No conjunto Gropius tínhamos um chefe. Era o menino mais forte e o que tinha a pistola de água mais bonita. Brincávamos sempre de bandido. O chefe dos bandidos, naturalmente, era ele. E a principal regra do jogo consistia em obedecer-lhe cegamente. Na maior parte do tempo não se brincava junto, mas uns contra os outros. Na verdade, tratava-se, sobretudo, de um maltratar o outro. Por exemplo, pegar seu brinquedo novo e quebrá-lo. A brincadeira toda consistia em humilhar o outro e obter alguma vantagem para si mesmo. A de conquistar o poder e exibi-lo. Os mais fracos apanhavam mais. Minha irmãzinha não era muito forte, era um pouco medrosa. Eles faziam o diabo com ela, e eu não podia socorrê-la.
Não compreendi muito bem por que fora tão grave ter entupido aquele bueiro. Na nossa cidadezinha, quando a gente brincava à beira do riacho, fazíamos muito mais do que isso e nunca ninguém nos disse nada. O que eu mais ou menos aprendi é que no conjunto Gropius as únicas brincadeiras autorizadas eram aquelas previstas pelos adultos. Quer dizer, brincar na areia e escorregar no tobogã. Ter idéias próprias era perigoso.
Meu novo encontro com o zelador foi pior ainda. Olha só o meu azar. Estava passeando com Ajax e tive a idéia de colher algumas flores para minha mãe. Na cidadezinha do interior eu lhe trazia flores de quase todos os meus passeios. Entre os prédios só cresciam umas rosinhas. Recolhi umas três ou quatro, machucando meus dedos com os espinhos. Eu ainda
não sabia ler o que dizia a placa que proibia aquilo ou então não tinha entendido bem o que estava escrito. Compreendi tudo imediatamente quando vi o zelador correr em minha direção, gritando, balançando os braços e atravessando o gramado. Apavorada, gritei: "Atenção, Ajax!" Ajax levantou as orelhas, ficou atento, os pêlos de sua nuca se eriçaram e observou o zelador com um ar perverso. Ele saiu correndo, apavorado, pisando uma vez mais na famosa grama. Ficou mudo até chegar à entrada do prédio, onde recomeçou a gritar. Ficara contente com tudo isso, mas escondi as flores, pois percebi que, mais uma vez, fizera algo proibido. Quando cheguei a casa, o gerente já havia telefonado: segundo ele, eu havia atiçado meu cachorro contra o zelador. Pelas flores não recebi o beijo maternal, mas uma boa surra de meu pai.

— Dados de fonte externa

//! Conversions between btleplug types and gattlink handles

use std::collections::BTreeSet;

use btleplug::api::{
    CentralState, Characteristic, Peripheral as _, PeripheralProperties, WriteType,
};
use btleplug::platform::{Peripheral, PeripheralId};
use gattlink_core::{AdapterEvent, CharacteristicHandle, ServiceHandle};
use uuid::Uuid;

use crate::error::{BleSessionError, Result};

// ----------------------------------------------------------------------------
// Identifiers
// ----------------------------------------------------------------------------

/// Persistable form of a platform peripheral identifier
pub fn encode_id(id: &PeripheralId) -> Result<String> {
    serde_json::to_string(id).map_err(|e| BleSessionError::InvalidPeripheralId {
        peripheral_id: format!("{:?}", id),
        reason: e.to_string(),
    })
}

pub fn decode_id(encoded: &str) -> Result<PeripheralId> {
    serde_json::from_str(encoded).map_err(|e| BleSessionError::InvalidPeripheralId {
        peripheral_id: encoded.to_string(),
        reason: e.to_string(),
    })
}

// ----------------------------------------------------------------------------
// Advertisement and Power
// ----------------------------------------------------------------------------

/// Whether an advertisement names `service`
pub fn advertises(properties: &PeripheralProperties, service: Uuid) -> bool {
    properties.services.contains(&service) || properties.service_data.contains_key(&service)
}

/// Adapter event for a power change; `Unknown` carries no information
pub fn power_event(state: CentralState) -> Option<AdapterEvent> {
    match state {
        CentralState::PoweredOn => Some(AdapterEvent::PoweredOn),
        CentralState::PoweredOff => Some(AdapterEvent::PoweredOff),
        CentralState::Unknown => None,
    }
}

pub fn write_type(with_response: bool) -> WriteType {
    if with_response {
        WriteType::WithResponse
    } else {
        WriteType::WithoutResponse
    }
}

// ----------------------------------------------------------------------------
// GATT Resolution
// ----------------------------------------------------------------------------

fn cached_characteristic(peripheral: &Peripheral, service: Uuid, uuid: Uuid) -> Option<Characteristic> {
    peripheral
        .characteristics()
        .into_iter()
        .find(|c| c.service_uuid == service && c.uuid == uuid)
}

/// Find a characteristic, running service discovery when it is not cached
///
/// Handles may be built from UUIDs alone, without a discovery pass on the
/// current connection.
pub async fn resolve_characteristic(
    peripheral: &Peripheral,
    service: Uuid,
    uuid: Uuid,
) -> Result<Characteristic> {
    if let Some(characteristic) = cached_characteristic(peripheral, service, uuid) {
        return Ok(characteristic);
    }
    peripheral.discover_services().await?;
    cached_characteristic(peripheral, service, uuid)
        .ok_or(BleSessionError::CharacteristicNotFound { characteristic: uuid })
}

pub async fn discover_service(
    peripheral: &Peripheral,
    peripheral_id: String,
    service: Uuid,
) -> Result<ServiceHandle> {
    peripheral.discover_services().await?;
    if peripheral.services().iter().any(|s| s.uuid == service) {
        Ok(ServiceHandle {
            peripheral: peripheral_id,
            uuid: service,
        })
    } else {
        Err(BleSessionError::ServiceNotFound { service })
    }
}

pub async fn discover_characteristic(
    peripheral: &Peripheral,
    service: &ServiceHandle,
    uuid: Uuid,
) -> Result<CharacteristicHandle> {
    resolve_characteristic(peripheral, service.uuid, uuid).await?;
    Ok(CharacteristicHandle::new(
        service.peripheral.clone(),
        service.uuid,
        uuid,
    ))
}

/// Service a notified characteristic belongs to
///
/// `None` until service discovery has listed the characteristic on this
/// connection.
pub fn service_of(
    characteristics: &BTreeSet<Characteristic>,
    characteristic: Uuid,
) -> Option<Uuid> {
    characteristics
        .iter()
        .find(|c| c.uuid == characteristic)
        .map(|c| c.service_uuid)
}

pub async fn read_rssi(peripheral: &Peripheral) -> Result<i16> {
    peripheral
        .properties()
        .await?
        .and_then(|properties| properties.rssi)
        .ok_or(BleSessionError::RssiUnavailable)
}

Chegou o início das aulas. Eu estava me sentindo felicíssima por ir à escola. Meus pais tinham dito que era preciso ser sempre comportada e obediente ao professor. Eu achava isso muito natural. No vilarejo as crianças respeitavam os adultos. E eu, creio, pensava que os outros também seriam obrigados a obedecer ao professor. Mas não foi assim.
(...)
Dizia a mim mesma: você não tem nada que fazer com professores que só vê uma hora de vez em quando. Qual é essa de se cansar para lhes agradar? O importante é ser aceita por gente com quem você passa o dia inteiro. E passei a modificar todo o meu comportamento na sala de aula. Não tinha nenhuma relação pessoal com os professores. Aliás, a maioria deles estava pouco ligando, não tinham mesmo autoridade e a única coisa que faziam era berrar. Aprontei mil e uma. Em pouco tempo, fui capaz de,
sozinha, acabar com uma aula. Naturalmente, por isso, passei a ser bem considerada por todos os meus colegas.

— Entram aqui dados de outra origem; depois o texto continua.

struct Harness {
    machine: ConnectionMachine,
    probe: SessionProbe,
    inbox: mpsc::UnboundedReceiver<Input>,
    status: broadcast::Receiver<StatusEvent>,
    ids: CommandQueue<Command>,
}

fn lenient() -> MachineConfig {
    MachineConfig::default().with_strict_assertions(false)
}

/// Default configuration as a debug build runs it
fn strict() -> MachineConfig {
    MachineConfig::default().with_strict_assertions(true)
}

fn harness() -> Harness {
    harness_with(strict())
}

fn harness_with(config: MachineConfig) -> Harness {
    let (session, probe) = RecordingSession::new();
    build(config, session, probe, MemoryStore::new())
}

fn build(
    config: MachineConfig,
    session: RecordingSession,
    probe: SessionProbe,
    store: MemoryStore,
) -> Harness {
    let (mailbox, inbox) = Mailbox::channel();
    let publisher = StatusPublisher::new(64);
    let status = publisher.subscribe();
    let machine = ConnectionMachine::new(
        config,
        Box::new(session),
        AttachmentStore::new(Box::new(store)),
        publisher,
        mailbox,
    )
    .unwrap();
    Harness {
        machine,
        probe,
        inbox,
        status,
        ids: CommandQueue::new(&QueueConfig::default()),
    }
}

fn read_command() -> Command {
    Command::Read {
        service: service_uuid(),
        characteristic: characteristic_uuid(),
    }
}

impl Harness {
    fn feed(&mut self, event: Event) -> Result<Outcome, MachineError> {
        self.machine.handle_event(event)
    }

    fn stage(&mut self, command: Command) -> StagedCommand {
        let (id, _) = self.ids.submit(command.clone());
        StagedCommand { id, command }
    }

    /// Events posted by actions, in order
    fn posted(&mut self) -> Vec<Event> {
        let mut events = Vec::new();
        while let Ok(input) = self.inbox.try_recv() {
            if let Input::Event(event) = input {
                events.push(event);
            }
        }
        events
    }

    fn statuses(&mut self) -> Vec<StatusEvent> {
        let mut events = Vec::new();
        while let Ok(event) = self.status.try_recv() {
            events.push(event);
        }
        events
    }

    fn executed(&mut self) -> Vec<Action> {
        std::mem::take(&mut self.machine.executed)
    }

    /// Let fired timers post, then feed every fire that is still claimed
    async fn settle_timers(&mut self) {
        for _ in 0..3 {
            tokio::task::yield_now().await;
        }
        while let Ok(input) = self.inbox.try_recv() {
            if let Input::Timeout { ticket, event } = input {
                if self.machine.claim_timer(ticket) {
                    self.feed(event).unwrap();
                }
            }
        }
    }

    fn force(&mut self, state: State) {
        self.machine.current = Some(state);
    }

    /// Scan, discover, connect and settle in `Ready`
    fn attach_by_scan(&mut self) {
        self.feed(Event::scan(service_uuid())).unwrap();
        self.feed(Event::discovered(peripheral())).unwrap();
        self.feed(Event::connect_success(peripheral())).unwrap();
        for event in self.posted() {
            self.feed(event).unwrap();
        }
        assert_eq!(self.machine.state(), State::Ready);
        self.probe.drain();
        self.statuses();
        self.executed();
    }

    /// Ready with an attached peripheral, without going through a scan
    fn ready(&mut self) {
        self.machine.context.peripheral = Some(peripheral());
        self.machine.context.service = Some(service_uuid());
        self.machine.context.attached = true;
        self.machine.context.connected = true;
        self.force(State::Ready);
    }
}

// ----------------------------------------------------------------------------
// Scenarios
// ----------------------------------------------------------------------------

#[tokio::test(start_paused = true)]
async fn test_scan_starts_scanning_and_arms_timer() {
    let mut h = harness();

    let outcome = h.feed(Event::scan(service_uuid())).unwrap();

    assert_eq!(
        outcome,
        Outcome::Entered {
            from: State::OnLine,
            to: State::Scanning
        }
    );
    assert_eq!(h.probe.drain(), vec![SessionCall::Scan(service_uuid())]);
    assert!(h.machine.scan_deadline.is_armed());
    assert!(!h.machine.timer.is_armed());
    assert_eq!(h.statuses(), vec![StatusEvent::Phase(Phase::Scanning)]);
}

#[tokio::test(start_paused = true)]
async fn test_scan_timeout_stops_scan_and_returns_online() {
    let mut h = harness();
    h.feed(Event::scan(service_uuid())).unwrap();
    h.probe.drain();
    h.statuses();

    let Some(Input::Timeout { ticket, event }) = h.inbox.recv().await else {
        panic!("scan deadline should fire");
    };
    assert_eq!(event.kind(), EventKind::ScanTimeout);
    assert!(h.machine.claim_timer(ticket));

    let outcome = h.feed(event).unwrap();
    assert_eq!(
        outcome,
        Outcome::Entered {
            from: State::Scanning,
            to: State::OnLine
        }
    );
    assert_eq!(h.probe.drain(), vec![SessionCall::StopScan]);
    assert_eq!(h.statuses(), vec![StatusEvent::Phase(Phase::ScanTimedOut)]);
}

#[tokio::test(start_paused = true)]
async fn test_read_runs_gatt_sequence_and_retires_command() {
    let mut h = harness();
    h.attach_by_scan();
    let read = h.stage(read_command());

    let outcome = h.feed(Event::command(read.clone())).unwrap();
    assert_eq!(
        outcome,
        Outcome::Entered {
            from: State::Ready,
            to: State::ReadWriteNotify
        }
    );
    assert_eq!(h.probe.drain(), vec![SessionCall::Connect(peripheral().id)]);

    assert_eq!(
        h.feed(Event::connect_success(peripheral())).unwrap(),
        Outcome::Stayed(State::ReadWriteNotify)
    );
    assert_eq!(
        h.probe.drain(),
        vec![SessionCall::DiscoverService {
            peripheral: peripheral().id,
            service: service_uuid()
        }]
    );

    h.feed(Event::discover_services_success(service_handle()))
        .unwrap();
    assert_eq!(
        h.probe.drain(),
        vec![SessionCall::DiscoverCharacteristic {
            service: service_uuid(),
            characteristic: characteristic_uuid()
        }]
    );

    let outcome = h
        .feed(Event::discover_characteristics_success(characteristic_handle()))
        .unwrap();
    assert_eq!(
        outcome,
        Outcome::Entered {
            from: State::ReadWriteNotify,
            to: State::Ready
        }
    );
    assert_eq!(h.probe.drain(), vec![SessionCall::Read(characteristic_handle())]);
    assert_eq!(
        h.machine.take_directives().as_slice(),
        &[Directive::RetireCommand(read.id)]
    );
    assert!(h.machine.context().command.is_none());
    assert!(!h.machine.timer.is_armed());
}

#[tokio::test(start_paused = true)]
async fn test_offline_resets_from_every_state() {
    for state in State::ALL {
        let mut h = harness();
        h.ready();
        let staged = h.stage(read_command());
        h.machine.context.command = Some(staged);
        h.force(state);

        h.feed(Event::off_line()).unwrap();

        assert_eq!(h.machine.state(), State::OffLine, "from {}", state);
        if state == State::OffLine {
            continue;
        }
        assert_eq!(h.machine.context(), &SessionContext::default(), "from {}", state);
        assert!(h
            .machine
            .take_directives()
            .contains(&Directive::FlushCommands));
        assert!(h
            .statuses()
            .contains(&StatusEvent::Adapter(crate::publisher::PowerStatus::OffLine)));
    }
}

Catava moedas no fundo das gavetas para poder comprar cigarros e ir para o canto dos fumantes. Kessi ia sempre em todos os recreios. Quando comecei a ir com mais freqüência, senti que ela se interessou por mim. Nós nos encontrávamos à saída da escola. Afinal, um dia, ela me convidou para ir a sua casa. Bebemos cerveja: senti uma coisa gozada na cabeça e falamos
de nossas famílias. Ela teve as mesmas merdas de problemas que eu. Até pior...
— Em primeiro lugar, esta droga é minha, quer dizer, quase toda. Fui eu que recolhi o dinheiro. Em segundo lugar, pare de dizer besteiras: eu não vou ficar como você, sei me controlar. Vou só experimentar para ver como é, depois não toco mais nela.

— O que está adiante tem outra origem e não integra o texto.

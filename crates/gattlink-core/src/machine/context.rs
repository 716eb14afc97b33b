//! Active session context owned by the connection machine

use std::collections::{BTreeSet, HashMap};

use uuid::Uuid;

use crate::command::StagedCommand;
use crate::error::ActionError;
use crate::session::{CharacteristicHandle, PeripheralHandle, ServiceHandle};

/// What the machine is currently acquiring or using
#[derive(Debug, Clone, Default, PartialEq)]
pub struct SessionContext {
    /// Peripheral being acquired or attached
    pub peripheral: Option<PeripheralHandle>,
    /// Service UUID the client attached under
    pub service: Option<Uuid>,
    /// Command currently being carried out
    pub command: Option<StagedCommand>,
    /// GATT service resolved for the current command
    pub gatt_service: Option<ServiceHandle>,
    /// Characteristic resolved for the current command
    pub characteristic: Option<CharacteristicHandle>,
    /// Set once the peripheral has completed first-time attachment
    pub attached: bool,
    /// Whether the link is believed to be up
    pub connected: bool,
}

impl SessionContext {
    pub fn reset(&mut self) {
        *self = Self::default();
    }

    pub(crate) fn require_peripheral(&self) -> Result<&PeripheralHandle, ActionError> {
        self.peripheral
            .as_ref()
            .ok_or(ActionError::MissingContext("peripheral"))
    }

    pub(crate) fn require_service(&self) -> Result<Uuid, ActionError> {
        self.service.ok_or(ActionError::MissingContext("service"))
    }

    pub(crate) fn require_command(&self) -> Result<&StagedCommand, ActionError> {
        self.command
            .as_ref()
            .ok_or(ActionError::MissingContext("command"))
    }

    /// Drop the per-command GATT resolution, returning the finished command
    pub(crate) fn finish_command(&mut self) -> Option<StagedCommand> {
        self.gatt_service = None;
        self.characteristic = None;
        self.command.take()
    }
}

/// Characteristics the client wants kept subscribed, by service
#[derive(Debug, Clone, Default, PartialEq)]
pub struct ActiveNotifications {
    by_service: HashMap<Uuid, BTreeSet<Uuid>>,
}

impl ActiveNotifications {
    pub fn apply(&mut self, service: Uuid, characteristic: Uuid, enabled: bool) {
        if enabled {
            self.by_service
                .entry(service)
                .or_default()
                .insert(characteristic);
        } else if let Some(characteristics) = self.by_service.get_mut(&service) {
            characteristics.remove(&characteristic);
            if characteristics.is_empty() {
                self.by_service.remove(&service);
            }
        }
    }

    pub fn contains(&self, service: Uuid, characteristic: Uuid) -> bool {
        self.by_service
            .get(&service)
            .is_some_and(|set| set.contains(&characteristic))
    }

    /// Every `(service, characteristic)` pair
    pub fn iter(&self) -> impl Iterator<Item = (Uuid, Uuid)> + '_ {
        self.by_service
            .iter()
            .flat_map(|(service, set)| set.iter().map(move |c| (*service, *c)))
    }

    pub fn len(&self) -> usize {
        self.by_service.values().map(BTreeSet::len).sum()
    }

    pub fn is_empty(&self) -> bool {
        self.by_service.is_empty()
    }

    pub fn clear(&mut self) {
        self.by_service.clear();
    }
}

#[cfg(test)]
mod tests {
    use super::*;

    #[test]
    fn test_notification_set_tracks_enable_and_disable() {
        let service = Uuid::from_u128(0x10);
        let (a, b) = (Uuid::from_u128(0x11), Uuid::from_u128(0x12));
        let mut active = ActiveNotifications::default();

        active.apply(service, a, true);
        active.apply(service, b, true);
        active.apply(service, a, true);
        assert_eq!(active.len(), 2);

        active.apply(service, a, false);
        assert!(!active.contains(service, a));
        assert!(active.contains(service, b));

        active.apply(service, b, false);
        assert!(active.is_empty());
    }

    #[test]
    fn test_missing_context_names_the_piece() {
        let context = SessionContext::default();
        assert!(matches!(
            context.require_peripheral(),
            Err(ActionError::MissingContext("peripheral"))
        ));
        assert!(matches!(
            context.require_command(),
            Err(ActionError::MissingContext("command"))
        ));
    }
}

Sem me dar conta, eu me dividi em duas. Duas pessoas absolutamente diferentes. Escrevia cartas a mim mesma. Mais precisamente, Christiane escrevia para Vera. Vera é o meu segundo nome. Christiane era a menina de treze anos que queria ir à casa da
avó. A menina comportada; Vera, a drogada. Tão logo minha mãe me pôs no trem, não era
nada mais que Christiane. E uma vez na cozinha de minha avó, sentia-me completamente em casa, como se nunca tivesse posto os pés em Berlim. Só de ver minha avó sentada naquela cozinha, com seu ar tranqüilo e confortante, me aquecia o coração. Eu amava minha avó, e gostava de sua cozinha. Era uma verdadeira cozinha camponesa, fogo na lareira, tachos e panelas imensas... sempre um bom prato cozinhando, como num livro de gravuras. Eu me sentia bem.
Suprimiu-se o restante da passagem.